KRISIS KEDISIPLINAN: ATURAN ADA, KETEGASAN TIADA, SIAPA YANG DISALAHKAN?
*Salmun Ndun,S.Pd., Guru UPTD SMP Negeri 1 Lobalain, Kab. Rote Ndao
Dalam kehidupan bermasyarakat, berorganisasi, maupun berbangsa, keberadaan aturan menjadi fondasi utama dalam menciptakan keteraturan, keadilan, dan rasa aman. Setiap institusi, baik itu sekolah, kantor pemerintahan, komunitas, hingga lembaga keagamaan memiliki seperangkat tata tertib, kode etik, atau peraturan yang dirancang dengan maksud menuntun perilaku anggota agar selaras dengan visi, nilai, dan tujuan bersama.
Namun ironisnya, dalam praktik keseharian, aturan yang sejatinya menjadi penuntun moral dan perilaku itu sering kali kehilangan maknanya yaitu ketegasan dalam penegakan. Fenomena pelanggaran yang terus berulang tanpa konsekuensi yang jelas seolah mengabarkan bahwa aturan ada hanya untuk ditulis, bukan untuk ditegakkan.

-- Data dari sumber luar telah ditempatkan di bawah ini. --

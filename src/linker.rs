//! Symlinks from the dotfiles checkout into `~/.config`.
//!
//! Links are the only thing this step owns: an existing symlink is replaced,
//! a real file or directory is a conflict. Conflicts never destroy user data.
//! The user chooses whether to back the path up and link over it; under
//! `--noconfirm` the path is left alone and reported at the end of the run.

use std::fs;
use std::os::unix::fs::symlink;
use std::path::{Path, PathBuf};

use crate::error::{InstallError, Result};
use crate::keybinds;
use crate::logfile::LogFile;
use crate::paths;
use crate::steps::RunContext;
use crate::ui;

/// Subdirectories of the dotfiles checkout linked under `~/.config`.
pub const CONFIG_LINKS: &[&str] = &["hypr", "foot", "fish", "fastfetch", "btop", "uwsm"];

/// Single-file link handled alongside the directories.
pub const STARSHIP_CONFIG: &str = "starship.toml";

#[derive(Debug, PartialEq, Eq)]
enum LinkState {
    /// Nothing at the destination.
    Missing,
    /// A symlink that already resolves to the wanted source.
    Correct,
    /// A symlink pointing somewhere else (or dangling).
    WrongLink,
    /// A real file or directory is in the way.
    Occupied,
}

pub fn link_configs(ctx: &mut RunContext) -> Result<()> {
    let dotfiles_dir = paths::dotfiles_dir()?;
    let config_dir = paths::user_config_dir()?;

    let mut targets: Vec<(PathBuf, PathBuf)> = CONFIG_LINKS
        .iter()
        .map(|name| (dotfiles_dir.join(name), config_dir.join(name)))
        .collect();
    targets.push((
        dotfiles_dir.join(STARSHIP_CONFIG),
        config_dir.join(STARSHIP_CONFIG),
    ));

    for (source, dest) in &targets {
        match link_one(ctx, source, dest) {
            Ok(()) => {}
            Err(InstallError::ConfigConflict { path }) => resolve_conflict(ctx, source, &path)?,
            Err(e) => return Err(e),
        }
    }

    keybinds::install(ctx)?;
    Ok(())
}

fn link_one(ctx: &mut RunContext, source: &Path, dest: &Path) -> Result<()> {
    if !source.exists() {
        ui::warn(&format!("{} not found in the dotfiles checkout, skipping", source.display()));
        return Ok(());
    }

    if ctx.opts.dry_run {
        ui::info(&format!("Would link {} -> {}", dest.display(), source.display()));
        return Ok(());
    }

    match classify(dest, source) {
        LinkState::Correct => {
            ui::dim(&format!("{} already linked", dest.display()));
            Ok(())
        }
        LinkState::Missing => make_link(&mut ctx.log, source, dest),
        LinkState::WrongLink => {
            fs::remove_file(dest)?;
            make_link(&mut ctx.log, source, dest)
        }
        LinkState::Occupied => Err(InstallError::ConfigConflict {
            path: dest.to_path_buf(),
        }),
    }
}

/// A real file or directory sits where a link should go. Ask before touching
/// it; declining (or `--noconfirm`) leaves it in place and records the issue.
fn resolve_conflict(ctx: &mut RunContext, source: &Path, dest: &Path) -> Result<()> {
    ctx.log.line(&format!(
        "CONFLICT: {} exists and is not a symlink",
        dest.display()
    ));

    let keep = if ctx.opts.no_confirm {
        true
    } else {
        !ui::confirm(
            &format!("Back up {} and link the Caelestia version?", dest.display()),
            false,
        )
    };

    if keep {
        ui::warn(&format!(
            "{} exists and is not a symlink, leaving it in place",
            dest.display()
        ));
        ctx.record_issue(
            "link-configs",
            format!("{} was not linked, an existing config is in the way", dest.display()),
        );
        return Ok(());
    }

    let backup = backup_path(dest);
    fs::rename(dest, &backup)?;
    ui::info(&format!("Backed up to {}", backup.display()));
    ctx.log.line(&format!("Backed up {} to {}", dest.display(), backup.display()));
    make_link(&mut ctx.log, source, dest)
}

fn classify(dest: &Path, want: &Path) -> LinkState {
    if dest.is_symlink() {
        match (fs::canonicalize(dest), fs::canonicalize(want)) {
            (Ok(actual), Ok(wanted)) if actual == wanted => LinkState::Correct,
            _ => LinkState::WrongLink,
        }
    } else if dest.exists() {
        LinkState::Occupied
    } else {
        LinkState::Missing
    }
}

fn make_link(log: &mut LogFile, source: &Path, dest: &Path) -> Result<()> {
    if let Some(parent) = dest.parent() {
        fs::create_dir_all(parent)?;
    }
    symlink(source, dest)?;
    ui::success(&format!("Linked {}", dest.display()));
    log.line(&format!("Created symlink {} -> {}", dest.display(), source.display()));
    Ok(())
}

/// A sibling path for backing up a conflicting config. Never reuses an
/// existing backup name.
fn backup_path(dest: &Path) -> PathBuf {
    let base = format!(
        "{}.bak",
        dest.file_name().map(|n| n.to_string_lossy()).unwrap_or_default()
    );
    let mut candidate = dest.with_file_name(&base);
    let mut n = 1;
    while candidate.exists() || candidate.is_symlink() {
        candidate = dest.with_file_name(format!("{base}.{n}"));
        n += 1;
    }
    candidate
}

#[cfg(test)]
mod tests {
    use super::*;
    use crate::config::InstallerConfig;
    use crate::steps::{RunContext, RunOptions};
    use tempfile::TempDir;

    fn test_ctx(tmp: &TempDir) -> RunContext {
        RunContext {
            opts: RunOptions {
                dry_run: false,
                no_confirm: true,
            },
            config: InstallerConfig::default(),
            log: LogFile::at(&tmp.path().join("install.log")).unwrap(),
            sudo: None,
            issues: Vec::new(),
        }
    }

    fn source_dir(tmp: &TempDir, name: &str) -> PathBuf {
        let dir = tmp.path().join("dotfiles").join(name);
        fs::create_dir_all(&dir).unwrap();
        dir
    }

    #[test]
    fn test_creates_link_when_missing() {
        let tmp = TempDir::new().unwrap();
        let mut ctx = test_ctx(&tmp);
        let source = source_dir(&tmp, "hypr");
        let dest = tmp.path().join("config/hypr");

        link_one(&mut ctx, &source, &dest).unwrap();

        assert!(dest.is_symlink());
        assert_eq!(fs::read_link(&dest).unwrap(), source);
    }

    #[test]
    fn test_correct_link_left_alone() {
        let tmp = TempDir::new().unwrap();
        let mut ctx = test_ctx(&tmp);
        let source = source_dir(&tmp, "foot");
        let dest = tmp.path().join("config/foot");
        fs::create_dir_all(dest.parent().unwrap()).unwrap();
        symlink(&source, &dest).unwrap();

        link_one(&mut ctx, &source, &dest).unwrap();

        assert_eq!(fs::read_link(&dest).unwrap(), source);
    }

    #[test]
    fn test_wrong_link_replaced() {
        let tmp = TempDir::new().unwrap();
        let mut ctx = test_ctx(&tmp);
        let source = source_dir(&tmp, "fish");
        let stale = source_dir(&tmp, "old-fish");
        let dest = tmp.path().join("config/fish");
        fs::create_dir_all(dest.parent().unwrap()).unwrap();
        symlink(&stale, &dest).unwrap();

        link_one(&mut ctx, &source, &dest).unwrap();

        assert_eq!(fs::read_link(&dest).unwrap(), source);
    }

    #[test]
    fn test_real_directory_is_a_conflict() {
        let tmp = TempDir::new().unwrap();
        let mut ctx = test_ctx(&tmp);
        let source = source_dir(&tmp, "btop");
        let dest = tmp.path().join("config/btop");
        fs::create_dir_all(&dest).unwrap();

        let err = link_one(&mut ctx, &source, &dest).unwrap_err();
        assert!(matches!(err, InstallError::ConfigConflict { path } if path == dest));
    }

    #[test]
    fn test_noconfirm_conflict_skips_and_records() {
        let tmp = TempDir::new().unwrap();
        let mut ctx = test_ctx(&tmp);
        let source = source_dir(&tmp, "uwsm");
        let dest = tmp.path().join("config/uwsm");
        fs::create_dir_all(&dest).unwrap();
        fs::write(dest.join("env"), "user data").unwrap();

        resolve_conflict(&mut ctx, &source, &dest).unwrap();

        assert!(!dest.is_symlink());
        assert_eq!(fs::read_to_string(dest.join("env")).unwrap(), "user data");
        assert_eq!(ctx.issues.len(), 1);
        assert_eq!(ctx.issues[0].step, "link-configs");
    }

    #[test]
    fn test_missing_source_skipped() {
        let tmp = TempDir::new().unwrap();
        let mut ctx = test_ctx(&tmp);
        let source = tmp.path().join("dotfiles/fastfetch");
        let dest = tmp.path().join("config/fastfetch");

        link_one(&mut ctx, &source, &dest).unwrap();
        assert!(!dest.exists() && !dest.is_symlink());
    }

    #[test]
    fn test_backup_path_never_collides() {
        let tmp = TempDir::new().unwrap();
        let dest = tmp.path().join("starship.toml");
        fs::write(&dest, "x").unwrap();
        fs::write(tmp.path().join("starship.toml.bak"), "x").unwrap();

        let backup = backup_path(&dest);
        assert_eq!(backup, tmp.path().join("starship.toml.bak.1"));
    }

    #[test]
    fn test_classify_states() {
        let tmp = TempDir::new().unwrap();
        let source = source_dir(&tmp, "hypr");

        let missing = tmp.path().join("none");
        assert_eq!(classify(&missing, &source), LinkState::Missing);

        let occupied = tmp.path().join("real");
        fs::write(&occupied, "data").unwrap();
        assert_eq!(classify(&occupied, &source), LinkState::Occupied);

        let correct = tmp.path().join("good");
        symlink(&source, &correct).unwrap();
        assert_eq!(classify(&correct, &source), LinkState::Correct);

        let dangling = tmp.path().join("dangling");
        symlink(tmp.path().join("gone"), &dangling).unwrap();
        assert_eq!(classify(&dangling, &source), LinkState::WrongLink);
    }
}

Lalu pertanyaannya: ketika krisis kedisiplinan mulai menggerogoti dari dalam, siapa yang sepatutnya disalahkan? Apakah mereka yang melanggar, atau mereka yang membiarkan pelanggaran itu terjadi? Apakah krisis ini murni akibat lemahnya karakter individu, atau karena sistem yang terlalu lunak dan permisif? Pertanyaan-pertanyaan ini mengajak kita untuk tidak sekadar menunjuk jari, tetapi sejenak menengok ke dalam diri, adakah kita sendiri sedang menjadi bagian dari lingkaran ketidaktegasan itu?

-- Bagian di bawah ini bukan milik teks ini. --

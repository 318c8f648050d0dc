use clap::{Parser, Subcommand};
use clap_complete::Shell;

#[derive(Parser)]
#[command(name = "caelestia-installer")]
#[command(version)]
#[command(about = "Caelestia Hyprland dotfiles installer for Fedora", long_about = None)]
#[command(propagate_version = true)]
pub struct Cli {
    /// Verbosity level
    #[arg(short, long, action = clap::ArgAction::Count, global = true)]
    pub verbose: u8,

    /// Suppress non-essential output
    #[arg(short, long, global = true)]
    pub quiet: bool,

    #[command(subcommand)]
    pub command: Option<Command>,

    /// Install flags accepted at the top level; running with no subcommand
    /// is the same as `install`.
    #[command(flatten)]
    pub install: InstallArgs,
}

#[derive(Subcommand)]
pub enum Command {
    /// Run the installation (the default when no command is given)
    Install(InstallArgs),

    /// Run health checks on the host and the installed setup
    Doctor,

    /// Generate shell completions
    Completions {
        /// Shell to generate completions for
        #[arg(value_enum)]
        shell: Shell,
    },
}

#[derive(Parser, Debug, Default)]
pub struct InstallArgs {
    /// Show what would be done without changing anything
    #[arg(long)]
    pub dry_run: bool,

    /// Skip confirmation prompts, taking the safe default at each one
    #[arg(long)]
    pub noconfirm: bool,

    /// Only run specific steps (comma-separated)
    #[arg(long, value_name = "STEPS")]
    pub only: Option<String>,

    /// Skip specific steps (comma-separated)
    #[arg(long, value_name = "STEPS")]
    pub skip: Option<String>,

    /// List all install steps
    #[arg(long)]
    pub list_steps: bool,
}

impl InstallArgs {
    /// Fold top-level flags into subcommand flags so
    /// `caelestia-installer --dry-run install` behaves the same as
    /// `caelestia-installer install --dry-run`.
    pub fn merge(self, top: Self) -> Self {
        Self {
            dry_run: self.dry_run || top.dry_run,
            noconfirm: self.noconfirm || top.noconfirm,
            only: self.only.or(top.only),
            skip: self.skip.or(top.skip),
            list_steps: self.list_steps || top.list_steps,
        }
    }
}

#[cfg(test)]
mod tests {
    use super::*;
    use clap::CommandFactory;

    #[test]
    fn test_cli_definition_is_valid() {
        Cli::command().debug_assert();
    }

    #[test]
    fn test_no_subcommand_accepts_install_flags() {
        let cli =
            Cli::try_parse_from(["caelestia-installer", "--dry-run", "--noconfirm"]).unwrap();
        assert!(cli.command.is_none());
        assert!(cli.install.dry_run);
        assert!(cli.install.noconfirm);
    }

    #[test]
    fn test_install_subcommand_flags() {
        let cli = Cli::try_parse_from([
            "caelestia-installer",
            "install",
            "--only",
            "preflight,clone",
        ])
        .unwrap();
        match cli.command {
            Some(Command::Install(args)) => {
                assert_eq!(args.only.as_deref(), Some("preflight,clone"));
                assert!(!args.dry_run);
            }
            _ => panic!("expected install subcommand"),
        }
    }

    #[test]
    fn test_verbose_is_counted_and_global() {
        let cli = Cli::try_parse_from(["caelestia-installer", "-vv", "doctor"]).unwrap();
        assert_eq!(cli.verbose, 2);
        assert!(matches!(cli.command, Some(Command::Doctor)));
    }

    #[test]
    fn test_merge_folds_top_level_flags() {
        let sub = InstallArgs {
            only: Some("fonts".to_string()),
            ..Default::default()
        };
        let top = InstallArgs {
            dry_run: true,
            ..Default::default()
        };
        let merged = sub.merge(top);
        assert!(merged.dry_run);
        assert_eq!(merged.only.as_deref(), Some("fonts"));
    }
}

Fakta di lapangan, krisis kedisiplinan tampak jelas dalam berbagai bentuk yang nyaris dianggap wajar. Di sekolah, misalnya, siswa datang terlambat tanpa sanksi yang konsisten. Di kantor, pegawai bermalas-malasan, absen tak tepat waktu, atau melanggar aturan berpakaian tanpa teguran berarti. Bahkan dalam lembaga pemerintah sekalipun, pelanggaran etika kerja sering kali hanya berakhir pada pembinaan lisan yang tak berdampak.
Dari sisi aturan memang ada dan kadang tertulis rapi di papan pengumuman, buku panduan, atau dokumen resmi, namun penerapannya bergantung pada "mood" atau kedekatan personal dengan atasan. Ketidaktegasan ini bukan hanya membuat aturan kehilangan wibawa, tetapi juga menumbuhkan sikap yang terlalu longgar atau terlalu memberi kebebasan sehingga dari pelanggaran kecil terus berkembang menjadi pembangkangan besar.
Akar dari krisis kedisiplinan bukan semata pada pelanggar aturan, melainkan lebih dalam lagi yakni pada ketidaktegasan sistem dan lemahnya keteladanan dari para pemangku kebijakan. Ketika pelanggaran tidak ditindak secara konsisten, maka pesan yang diterima adalah sebuah aturan bisa dinegosiasikan. Pemimpin atau otoritas yang seharusnya menjadi panutan justru sering kali tidak memberi contoh yang baik, bahkan tak jarang ikut melanggar.
Dampak dari krisis kedisiplinan sangat terasa dalam berbagai aspek kehidupan, mulai dari menurunnya etos kerja hingga runtuhnya kepercayaan terhadap institusi. Ketika pelanggaran dibiarkan tanpa konsekuensi, maka akan muncul rasa ketidakadilan di antara mereka yang berusaha taat. Dalam jangka panjang, hal ini menciptakan lingkungan yang tidak sehat, di mana perilaku tidak disiplin dianggap normal dan tidak lagi memalukan. Produktivitas menurun, hubungan antaranggota menjadi renggang, dan rasa tanggung jawab perlahan menghilang. Lebih dari itu, krisis kedisiplinan dapat mencoreng reputasi lembaga dan menanamkan budaya kerja asal-asalan yang sulit diperbaiki.